One reason Exxon pays more than Chevron, of course, is that it earmarks more of its income toward dividend checks. Exxon's payout ratio of 80% is a good 20 percentage points higher than Chevron's 60% payout ratio. However, Chevron's lower payout ratio also suggests the company has the ability to grow its dividend more than Exxon can.

Cash is king

And helping with that will be Chevron's unusual ability (for an oil company) to generate greater free cash flow than it reports as net income. In fact, according to Barclays, cash may be the No. 1 reason to prefer Chevron over Exxon.  

Data from S&P Global Market Intelligence confirms this: Over the past 12 reported months, Chevron's total free cash flow amounts to $18.5 billion -- 25% more cash profit than the $14.7 billion it reported as GAAP net income.

In contrast, Exxon's $11.3 billion in FCF undershoots reported net income of $17.7 billion by 36%. What's more, according to a note today on TheFly.com, Barclays is warning that Exxon's free cash flow will soon turn into a "deficit" as the company continues to spend on capital investment even in a market of falling oil prices. (And this only reinforces my conviction to never buy Exxon.)

Meanwhile, with so much more cash available to deploy than Exxon, Barclays points out that Chevron is spending an average of $4 billion to $5 billion per year on stock buybacks -- smart purchases at a still-depressed stock price, and sufficiently large to reduce Chevron's share count by more than 2% per year.

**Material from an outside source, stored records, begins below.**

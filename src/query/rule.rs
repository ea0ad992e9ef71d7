use crate::query::errors::ParseError;
use crate::query::identifier::Identifier;
use crate::query::parser;
use crate::query::reduce::reduce_all;
use crate::tree::{NodeKind, NodeTree};
use crate::unique::unique;
use serde::{Deserialize, Serialize};
use std::fmt;
use std::str::FromStr;
use tracing::debug;

/// How far a search descends once a node matches.
#[derive(Debug, Clone, Copy, PartialEq, Eq, Hash, Default)]
pub enum Traversal {
    /// Stop at the outermost match on each branch.
    #[default]
    FirstMatch,
    /// Keep searching below matches; nested matches are returned too.
    AllMatches,
}

/// A conjunction of [`Identifier`]s, compiled from `prop=value;prop=value`.
///
/// Stateless: one compiled rule can be evaluated against any number of
/// trees.
#[derive(Debug, Clone, Default, PartialEq, Eq, Hash, Serialize, Deserialize)]
#[serde(try_from = "String", into = "String")]
pub struct Rule {
    identifiers: Vec<Identifier>,
}

impl Rule {
    pub fn new(identifiers: Vec<Identifier>) -> Self {
        Self { identifiers }
    }

    pub fn identifiers(&self) -> &[Identifier] {
        &self.identifiers
    }

    /// Rule text, predicates in declaration order.
    pub fn encode(&self) -> String {
        self.identifiers
            .iter()
            .map(Identifier::encode)
            .collect::<Vec<_>>()
            .join(";")
    }

    /// `true` when every predicate matches `node`.
    pub fn matches<T: NodeTree + ?Sized>(&self, tree: &T, node: T::Node) -> bool {
        self.identifiers
            .iter()
            .all(|identifier| identifier.matches(tree, node))
    }

    /// Minimal set of search roots under `subtree_root`.
    ///
    /// A document is searched from its document element. The candidate roots
    /// of every predicate are unioned, de-duplicated, and collapsed so no
    /// root lies inside another.
    pub fn locate_roots<T: NodeTree + ?Sized>(
        &self,
        tree: &T,
        subtree_root: Option<T::Node>,
    ) -> Vec<T::Node> {
        let Some(root) = subtree_root else {
            return Vec::new();
        };
        let start = if tree.kind(root) == NodeKind::Document {
            match tree.document_element(root) {
                Some(element) => element,
                None => return Vec::new(),
            }
        } else {
            root
        };

        let candidates = unique(
            self.identifiers
                .iter()
                .flat_map(|identifier| identifier.roots(tree, Some(start))),
        );
        let candidate_count = candidates.len();
        let roots = reduce_all(tree, candidates);
        debug!(
            rule = %self,
            candidates = candidate_count,
            roots = roots.len(),
            "located search roots"
        );
        roots
    }

    /// Outermost match along each branch under `subtree_root`.
    pub fn locate_elements<T: NodeTree + ?Sized>(
        &self,
        tree: &T,
        subtree_root: Option<T::Node>,
    ) -> Vec<T::Node> {
        self.locate(tree, subtree_root, Traversal::FirstMatch)
    }

    /// Every match under `subtree_root`, including matches nested in matches.
    pub fn locate_all_elements<T: NodeTree + ?Sized>(
        &self,
        tree: &T,
        subtree_root: Option<T::Node>,
    ) -> Vec<T::Node> {
        self.locate(tree, subtree_root, Traversal::AllMatches)
    }

    /// Depth-first search from each root, in document order, visiting
    /// element children only.
    pub fn locate<T: NodeTree + ?Sized>(
        &self,
        tree: &T,
        subtree_root: Option<T::Node>,
        traversal: Traversal,
    ) -> Vec<T::Node> {
        let mut found = Vec::new();
        for root in self.locate_roots(tree, subtree_root) {
            self.collect(tree, root, traversal, &mut found);
        }
        let found = unique(found);
        debug!(rule = %self, ?traversal, matches = found.len(), "search finished");
        found
    }

    fn collect<T: NodeTree + ?Sized>(
        &self,
        tree: &T,
        node: T::Node,
        traversal: Traversal,
        found: &mut Vec<T::Node>,
    ) {
        if self.matches(tree, node) {
            found.push(node);
            if traversal == Traversal::FirstMatch {
                return;
            }
        }
        for child in tree.element_children(node) {
            self.collect(tree, child, traversal, found);
        }
    }
}

impl fmt::Display for Rule {
    fn fmt(&self, f: &mut fmt::Formatter<'_>) -> fmt::Result {
        f.write_str(&self.encode())
    }
}

impl FromStr for Rule {
    type Err = ParseError;

    fn from_str(text: &str) -> Result<Self, Self::Err> {
        parser::parse(text).ok_or_else(|| ParseError::Empty {
            text: text.to_string(),
        })
    }
}

impl TryFrom<String> for Rule {
    type Error = ParseError;

    fn try_from(text: String) -> Result<Self, Self::Error> {
        text.parse()
    }
}

impl From<Rule> for String {
    fn from(rule: Rule) -> Self {
        rule.encode()
    }
}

What that means to investors

As the analyst explains, Chevron is only promising to grow its earnings by about 3% to 4% annually over the next five years. Combined with the 4%-ish dividend yield, that adds up to perhaps an 8% annualized return on the stock for investors.

But here's the thing: When you factor in the growth in earnings from stock concentration (i.e., profit being divided up among fewer and fewer shares), these buybacks effectively add 2% to Chevron's return to investors, making the total return on the stock something closer to 10%.

Is 10% growth fast enough to justify buying Chevron stock, which currently sells for 12 times free cash flow? I actually don't think it is -- Chevron is still not quite cheap enough to buy following the metrics that I use. But it's getting there, and Barclays is exactly right on at least one point:

With $7.2 billion more in annual free cash flow than Exxon, and a market capitalization nearly $70 billion cheaper, Chevron is definitely a better buy than ExxonMobil.